Capítulo VI. Los Tres Cerebros: La Arquitectura Interna del Ser Humano - Audiolibro Jano
Capítulo VI. Los Tres Cerebros: La Arquitectura Interna del Ser Humano
El ser humano, bípedo y tricerebrado, está constituido por tres centros fundamentales que sostienen su vida consciente. Cada uno de estos cerebros cumple una función específica en el proceso de aprender, memorizar y expresar, y juntos conforman la estructura que permite a la esencia manifestarse en el mundo.
El Cerebro Intelectual
El primer centro es el intelectual, ubicado en el cerebro físico, órgano principal del sistema nervioso central.

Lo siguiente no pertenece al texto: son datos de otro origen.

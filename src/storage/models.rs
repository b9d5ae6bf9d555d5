//! Row mappings between SQLite and the domain types.

use chrono::{DateTime, Utc};
use sqlx::FromRow;
use uuid::Uuid;

use crate::domain::{
    Alert, Category, CrawlTask, Drug, DrugAlias, MonitorKind, MonitorRule, OutlierFlag,
    PharmaOpsError, PriceRecord, Result, TaskStatus, WatchListItem,
};

#[derive(Debug, Clone, FromRow)]
pub struct DrugRow {
    pub id: i64,
    pub upstream_id: Option<String>,
    pub name: String,
    pub specification: String,
    pub manufacturer: String,
    pub category: String,
    pub category_confidence: f64,
    pub category_source: String,
    pub approval_number: Option<String>,
    pub created_at: DateTime<Utc>,
    pub updated_at: DateTime<Utc>,
}

impl From<DrugRow> for Drug {
    fn from(row: DrugRow) -> Self {
        Drug {
            id: row.id,
            upstream_id: row.upstream_id,
            name: row.name,
            specification: row.specification,
            manufacturer: row.manufacturer,
            category: Category::parse(&row.category),
            category_confidence: row.category_confidence,
            category_source: row.category_source,
            approval_number: row.approval_number,
            created_at: row.created_at,
            updated_at: row.updated_at,
        }
    }
}

#[derive(Debug, Clone, FromRow)]
pub struct PriceRow {
    pub id: i64,
    pub drug_id: i64,
    pub price_cents: i64,
    pub supplier_name: String,
    pub supplier_id: Option<String>,
    pub source_url: Option<String>,
    pub crawled_at: DateTime<Utc>,
    pub is_outlier: i64,
    pub outlier_reason: Option<String>,
}

impl From<PriceRow> for PriceRecord {
    fn from(row: PriceRow) -> Self {
        PriceRecord {
            id: row.id,
            drug_id: row.drug_id,
            price_cents: row.price_cents,
            supplier_name: row.supplier_name,
            supplier_id: row.supplier_id,
            source_url: row.source_url,
            crawled_at: row.crawled_at,
            is_outlier: OutlierFlag::from_i64(row.is_outlier),
            outlier_reason: row.outlier_reason,
        }
    }
}

#[derive(Debug, Clone, FromRow)]
pub struct AliasRow {
    pub id: i64,
    pub drug_id: i64,
    pub alias: String,
}

impl From<AliasRow> for DrugAlias {
    fn from(row: AliasRow) -> Self {
        DrugAlias {
            id: row.id,
            drug_id: row.drug_id,
            alias: row.alias,
        }
    }
}

#[derive(Debug, Clone, FromRow)]
pub struct WatchRow {
    pub id: i64,
    pub keyword: String,
    pub category_hint: Option<String>,
    pub priority: i64,
    pub added_at: DateTime<Utc>,
    pub last_crawled_at: Option<DateTime<Utc>>,
    pub enabled: i64,
}

impl From<WatchRow> for WatchListItem {
    fn from(row: WatchRow) -> Self {
        WatchListItem {
            id: row.id,
            keyword: row.keyword,
            category_hint: row.category_hint,
            priority: row.priority,
            added_at: row.added_at,
            last_crawled_at: row.last_crawled_at,
            enabled: row.enabled != 0,
        }
    }
}

#[derive(Debug, Clone, FromRow)]
pub struct TaskRow {
    pub id: String,
    pub name: String,
    pub keywords: String,
    pub status: String,
    pub total_keywords: i64,
    pub completed_keywords: i64,
    pub failed_keywords: i64,
    pub total_items: i64,
    pub started_at: Option<DateTime<Utc>>,
    pub completed_at: Option<DateTime<Utc>>,
    pub last_error: Option<String>,
    pub created_at: DateTime<Utc>,
}

impl TaskRow {
    pub fn into_task(self) -> Result<CrawlTask> {
        let id = Uuid::parse_str(&self.id)
            .map_err(|e| PharmaOpsError::persistence(format!("bad task id {}: {e}", self.id)))?;
        let keywords: Vec<String> = serde_json::from_str(&self.keywords)?;
        Ok(CrawlTask {
            id,
            name: self.name,
            keywords,
            status: TaskStatus::parse(&self.status),
            total_keywords: self.total_keywords,
            completed_keywords: self.completed_keywords,
            failed_keywords: self.failed_keywords,
            total_items: self.total_items,
            started_at: self.started_at,
            completed_at: self.completed_at,
            last_error: self.last_error,
            created_at: self.created_at,
        })
    }
}

#[derive(Debug, Clone, FromRow)]
pub struct RuleRow {
    pub id: i64,
    pub drug_id: i64,
    pub kind: String,
    pub threshold_pct: f64,
    pub enabled: i64,
    pub created_at: DateTime<Utc>,
}

impl RuleRow {
    pub fn into_rule(self) -> Result<MonitorRule> {
        let kind = MonitorKind::parse(&self.kind).ok_or_else(|| {
            PharmaOpsError::persistence(format!("unknown monitor kind: {}", self.kind))
        })?;
        Ok(MonitorRule {
            id: self.id,
            drug_id: self.drug_id,
            kind,
            threshold_pct: self.threshold_pct,
            enabled: self.enabled != 0,
            created_at: self.created_at,
        })
    }
}

#[derive(Debug, Clone, FromRow)]
pub struct AlertRow {
    pub id: i64,
    pub rule_id: i64,
    pub drug_id: i64,
    pub kind: String,
    pub message: String,
    pub price_record_id: Option<i64>,
    pub created_at: DateTime<Utc>,
}

impl AlertRow {
    pub fn into_alert(self) -> Result<Alert> {
        let kind = MonitorKind::parse(&self.kind).ok_or_else(|| {
            PharmaOpsError::persistence(format!("unknown alert kind: {}", self.kind))
        })?;
        Ok(Alert {
            id: self.id,
            rule_id: self.rule_id,
            drug_id: self.drug_id,
            kind,
            message: self.message,
            price_record_id: self.price_record_id,
            created_at: self.created_at,
        })
    }
}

Es el asiento del pensamiento, la reflexión y el análisis. Aquí se aprende de manera intelectual, se memorizan recuerdos y se expresa el conocimiento a través del lenguaje escrito y oral.

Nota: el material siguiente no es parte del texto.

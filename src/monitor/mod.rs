//! Monitor-rule evaluation over newly appended price rows.

use std::collections::HashSet;
use std::sync::Arc;

use tracing::{debug, info};

use crate::domain::{MonitorKind, PriceRecord, Result};
use crate::storage::{MonitorRepository, NewAlert};

/// Snapshot of a drug's price state before a batch is appended, used as the
/// baseline for drop/rise detection.
#[derive(Debug, Clone, Default)]
pub struct PriorPriceState {
    /// Lowest non-outlier price before the batch, in cents.
    pub min_price_cents: Option<i64>,
    /// Supplier keys seen before the batch.
    pub supplier_keys: HashSet<String>,
}

impl PriorPriceState {
    pub fn from_records(records: &[PriceRecord]) -> Self {
        Self {
            min_price_cents: records.iter().map(|r| r.price_cents).min(),
            supplier_keys: records
                .iter()
                .map(|r| {
                    r.supplier_id
                        .clone()
                        .unwrap_or_else(|| r.supplier_name.clone())
                })
                .collect(),
        }
    }
}

pub struct MonitorEvaluator<M> {
    rules: Arc<M>,
}

impl<M: MonitorRepository> MonitorEvaluator<M> {
    pub fn new(rules: Arc<M>) -> Self {
        Self { rules }
    }

    /// Evaluate every enabled rule for the drug against the newly appended
    /// rows; emits immutable alerts. Returns how many alerts were created.
    pub async fn evaluate(
        &self,
        drug_id: i64,
        prior: &PriorPriceState,
        new_records: &[PriceRecord],
    ) -> Result<usize> {
        if new_records.is_empty() {
            return Ok(0);
        }
        let rules = self.rules.list_enabled_rules(drug_id).await?;
        if rules.is_empty() {
            return Ok(0);
        }

        let new_min = new_records.iter().min_by_key(|r| r.price_cents);
        let mut created = 0usize;

        for rule in rules {
            let alert = match rule.kind {
                MonitorKind::PriceDrop => self.check_price_drop(&rule, prior, new_min),
                MonitorKind::PriceRise => self.check_price_rise(&rule, prior, new_min),
                MonitorKind::NewSupplier => self.check_new_supplier(&rule, prior, new_records),
            };

            if let Some(alert) = alert {
                self.rules.insert_alert(&alert).await?;
                created += 1;
                info!(
                    drug_id,
                    kind = alert.kind.as_str(),
                    "monitor alert emitted"
                );
            }
        }

        debug!(drug_id, created, "monitor evaluation complete");
        Ok(created)
    }

    fn check_price_drop(
        &self,
        rule: &crate::domain::MonitorRule,
        prior: &PriorPriceState,
        new_min: Option<&PriceRecord>,
    ) -> Option<NewAlert> {
        let baseline = prior.min_price_cents?;
        let record = new_min?;
        if baseline <= 0 || record.price_cents >= baseline {
            return None;
        }

        let drop_pct = (baseline - record.price_cents) as f64 / baseline as f64 * 100.0;
        if drop_pct < rule.threshold_pct {
            return None;
        }

        Some(NewAlert {
            rule_id: rule.id,
            drug_id: rule.drug_id,
            kind: MonitorKind::PriceDrop,
            message: format!(
                "lowest price dropped {:.1}%: {} -> {} ({})",
                drop_pct,
                format_yuan(baseline),
                format_yuan(record.price_cents),
                record.supplier_name
            ),
            price_record_id: Some(record.id),
        })
    }

    fn check_price_rise(
        &self,
        rule: &crate::domain::MonitorRule,
        prior: &PriorPriceState,
        new_min: Option<&PriceRecord>,
    ) -> Option<NewAlert> {
        let baseline = prior.min_price_cents?;
        let record = new_min?;
        if baseline <= 0 || record.price_cents <= baseline {
            return None;
        }

        let rise_pct = (record.price_cents - baseline) as f64 / baseline as f64 * 100.0;
        if rise_pct < rule.threshold_pct {
            return None;
        }

        Some(NewAlert {
            rule_id: rule.id,
            drug_id: rule.drug_id,
            kind: MonitorKind::PriceRise,
            message: format!(
                "lowest price rose {:.1}%: {} -> {}",
                rise_pct,
                format_yuan(baseline),
                format_yuan(record.price_cents)
            ),
            price_record_id: Some(record.id),
        })
    }

    fn check_new_supplier(
        &self,
        rule: &crate::domain::MonitorRule,
        prior: &PriorPriceState,
        new_records: &[PriceRecord],
    ) -> Option<NewAlert> {
        let newcomer = new_records.iter().find(|r| {
            let key = r
                .supplier_id
                .clone()
                .unwrap_or_else(|| r.supplier_name.clone());
            !prior.supplier_keys.contains(&key)
        })?;

        // A first crawl has no baseline to be "new" against.
        if prior.supplier_keys.is_empty() {
            return None;
        }

        Some(NewAlert {
            rule_id: rule.id,
            drug_id: rule.drug_id,
            kind: MonitorKind::NewSupplier,
            message: format!(
                "new supplier {} at {}",
                newcomer.supplier_name,
                format_yuan(newcomer.price_cents)
            ),
            price_record_id: Some(newcomer.id),
        })
    }
}

fn format_yuan(cents: i64) -> String {
    format!("{:.2}", cents as f64 / 100.0)
}
//! Keyword ingest: acquire, normalize, classify, persist, annotate and
//! evaluate monitors for one keyword.

use std::collections::HashMap;
use std::sync::Arc;

use async_trait::async_trait;
use serde::{Deserialize, Serialize};
use tracing::{info, instrument, warn};

use crate::domain::{
    AcquisitionMethod, CancelToken, Offer, OutlierFlag, PharmaOpsError, Result,
};
use crate::engine::{classify, normalize_name, normalize_specification, ClassifierInput, IdentityKey};
use crate::engine::normalizer::normalize_offer;
use crate::monitor::{MonitorEvaluator, PriorPriceState};
use crate::storage::{
    DrugFields, DrugRepository, OutlierAnnotator, PriceObservation, PriceRepository, SqliteStore,
};

use super::orchestrator::{AcquireOptions, AcquisitionOrchestrator};

/// Outcome of one ingested keyword, also served to the operator console.
#[derive(Debug, Clone, Serialize, Deserialize)]
pub struct KeywordReport {
    pub keyword: String,
    pub method: AcquisitionMethod,
    pub offers_seen: usize,
    pub drugs_touched: usize,
    pub prices_written: usize,
    pub alerts_emitted: usize,
    /// A few merged offers for operator inspection.
    pub sample: Vec<Offer>,
}

/// The per-keyword ingest entry point; the scheduler and the HTTP surface
/// both drive this seam.
#[async_trait]
pub trait KeywordIngestor: Send + Sync {
    async fn ingest_keyword(
        &self,
        keyword: &str,
        opts: &AcquireOptions,
        cancel: &CancelToken,
    ) -> Result<KeywordReport>;
}

pub struct IngestPipeline {
    orchestrator: AcquisitionOrchestrator,
    store: Arc<SqliteStore>,
    annotator: Arc<OutlierAnnotator<SqliteStore>>,
    monitor: MonitorEvaluator<SqliteStore>,
}

impl IngestPipeline {
    pub fn new(
        orchestrator: AcquisitionOrchestrator,
        store: Arc<SqliteStore>,
        annotator: Arc<OutlierAnnotator<SqliteStore>>,
        monitor: MonitorEvaluator<SqliteStore>,
    ) -> Self {
        Self {
            orchestrator,
            store,
            annotator,
            monitor,
        }
    }

    /// Persist one identity group: single transaction for the drug row and
    /// its observations, then annotation and monitor evaluation.
    async fn persist_group(
        &self,
        identity: &IdentityKey,
        offers: &[Offer],
        aggregates: &HashMap<(String, String), String>,
    ) -> Result<(i64, usize, usize)> {
        let approval_number = offers
            .iter()
            .find_map(|o| o.approval_number.as_deref())
            .map(str::to_string);

        let classification = classify(&ClassifierInput {
            name: &identity.name,
            manufacturer: &identity.manufacturer,
            approval_number: approval_number.as_deref(),
        });

        let upstream_id = aggregates
            .get(&(identity.name.clone(), identity.specification.clone()))
            .cloned();

        let fields = DrugFields {
            upstream_id,
            category: classification.category,
            category_confidence: classification.confidence,
            category_source: classification.source,
            approval_number,
        };

        let observations: Vec<PriceObservation> = offers
            .iter()
            .map(|o| PriceObservation {
                price_cents: o.price_cents,
                supplier_name: o.supplier_name.clone(),
                supplier_id: o.supplier_id.clone(),
                source_url: o.source_url.clone(),
                crawled_at: o.crawled_at,
            })
            .collect();

        let outcome = self
            .store
            .persist_identity(identity, &fields, &observations)
            .await?;

        self.annotator.annotate_drug(outcome.drug_id).await?;

        // Split the annotated price set into prior rows and this batch.
        let all = self.store.get_prices(outcome.drug_id, true).await?;
        let inserted: std::collections::HashSet<i64> =
            outcome.inserted_ids.iter().copied().collect();
        let (new_records, prior_records): (Vec<_>, Vec<_>) =
            all.into_iter().partition(|r| inserted.contains(&r.id));

        let prior = PriorPriceState {
            min_price_cents: prior_records
                .iter()
                .filter(|r| r.is_outlier == OutlierFlag::Normal)
                .map(|r| r.price_cents)
                .min(),
            supplier_keys: prior_records
                .iter()
                .map(|r| {
                    r.supplier_id
                        .clone()
                        .unwrap_or_else(|| r.supplier_name.clone())
                })
                .collect(),
        };

        // Placeholder and statistical outliers never drive price alerts.
        let alertable: Vec<_> = new_records
            .iter()
            .filter(|r| r.is_outlier == OutlierFlag::Normal)
            .cloned()
            .collect();
        let alerts = self
            .monitor
            .evaluate(outcome.drug_id, &prior, &alertable)
            .await?;

        Ok((outcome.drug_id, outcome.inserted, alerts))
    }
}

#[async_trait]
impl KeywordIngestor for IngestPipeline {
    #[instrument(skip(self, opts, cancel), fields(keyword = %keyword))]
    async fn ingest_keyword(
        &self,
        keyword: &str,
        opts: &AcquireOptions,
        cancel: &CancelToken,
    ) -> Result<KeywordReport> {
        let result = self
            .orchestrator
            .acquire_suppliers_for_keyword(keyword, opts, cancel)
            .await?;

        // Group offers by normalized identity; malformed records are dropped
        // with a warning.
        let mut groups: HashMap<IdentityKey, Vec<Offer>> = HashMap::new();
        for offer in result.offers.iter().cloned() {
            match normalize_offer(offer) {
                Ok((identity, offer)) => groups.entry(identity).or_default().push(offer),
                Err(e) => warn!(keyword = %keyword, "dropping offer: {}", e),
            }
        }

        // Aggregate upstream ids keyed by normalized (name, spec); aggregates
        // alone never materialize a drug.
        let mut aggregate_ids: HashMap<(String, String), String> = HashMap::new();
        for aggregate in &result.aggregates {
            if let Some(id) = &aggregate.upstream_id {
                aggregate_ids.insert(
                    (
                        normalize_name(&aggregate.name),
                        normalize_specification(&aggregate.specification),
                    ),
                    id.clone(),
                );
            }
        }

        let mut drugs_touched = 0usize;
        let mut prices_written = 0usize;
        let mut alerts_emitted = 0usize;
        let mut first_error: Option<PharmaOpsError> = None;
        let mut identity_ids: HashMap<IdentityKey, i64> = HashMap::new();

        for (identity, offers) in &groups {
            cancel.check()?;
            match self.persist_group(identity, offers, &aggregate_ids).await {
                Ok((drug_id, inserted, alerts)) => {
                    drugs_touched += 1;
                    prices_written += inserted;
                    alerts_emitted += alerts;
                    identity_ids.insert(identity.clone(), drug_id);
                }
                Err(e) => {
                    warn!(keyword = %keyword, name = %identity.name, "identity persist failed: {}", e);
                    first_error.get_or_insert(e);
                }
            }
        }

        // Aggregate display names that differ from a stored drug's name
        // become search aliases.
        for aggregate in &result.aggregates {
            let agg_name = normalize_name(&aggregate.name);
            let agg_spec = normalize_specification(&aggregate.specification);
            for (identity, drug_id) in &identity_ids {
                if identity.specification == agg_spec && identity.name != agg_name {
                    if let Err(e) = self.store.add_alias(*drug_id, &agg_name).await {
                        warn!("alias insert failed: {}", e);
                    }
                }
            }
        }

        if drugs_touched == 0 {
            if let Some(e) = first_error {
                return Err(e);
            }
        }

        let sample: Vec<Offer> = result.offers.iter().take(5).cloned().collect();

        info!(
            keyword = %keyword,
            method = result.method.as_str(),
            offers = result.offers.len(),
            drugs = drugs_touched,
            prices = prices_written,
            "keyword ingested"
        );

        Ok(KeywordReport {
            keyword: keyword.to_string(),
            method: result.method,
            offers_seen: result.offers.len(),
            drugs_touched,
            prices_written,
            alerts_emitted,
            sample,
        })
    }
}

Este cerebro permite ordenar ideas, comprender conceptos y construir estructuras mentales que dan forma al mundo interior del individuo.
El Cerebro Emocional
El segundo centro es el emocional, situado en el plexo solar y el corazón. Es el lugar donde se aprende a través de la música, las caricias, el arte y las experiencias afectivas. Su memoria está hecha de sensaciones, y su lenguaje se expresa mediante suspiros, lágrimas, risas y silencios.
Este cerebro conecta al ser humano con la sensibilidad, la empatía y la vibración anímica. Es el puente entre la esencia y la experiencia humana, donde lo vivido se transforma en sentimiento.
El Cerebro Motor, Instintivo y Sexual
El tercer centro es el motor, instintivo y sexual, ubicado en la columna vertebral. Es el cerebro ancestral, ligado a la naturaleza y a la memoria de los hábitos y costumbres. Su lenguaje es el movimiento, la danza, la acción.
Aquí reside la fuerza vital, el impulso creador y la capacidad de actuar en el mundo. Es el centro que sostiene la vida física y la expresión corporal del ser.
Los Tres Cerebros y la Esencia
Cada cerebro tiene una puerta hacia la esencia:
El intelecto se alimenta de libros anímicos, del conocimiento profundo.
El emocional se nutre de la música clásica, la pintura y la arquitectura, expresiones que elevan el alma.
El motor, instintivo y sexual se armoniza con el medio ambiente, con la naturaleza viva que rodea al ser humano.
La clave del equilibrio interior consiste en utilizar un solo cerebro a la vez, sin mezclar funciones ni confundir impulsos. Cuando cada centro actúa en su lugar y momento, la esencia puede manifestarse con claridad, sin interferencias ni dispersión.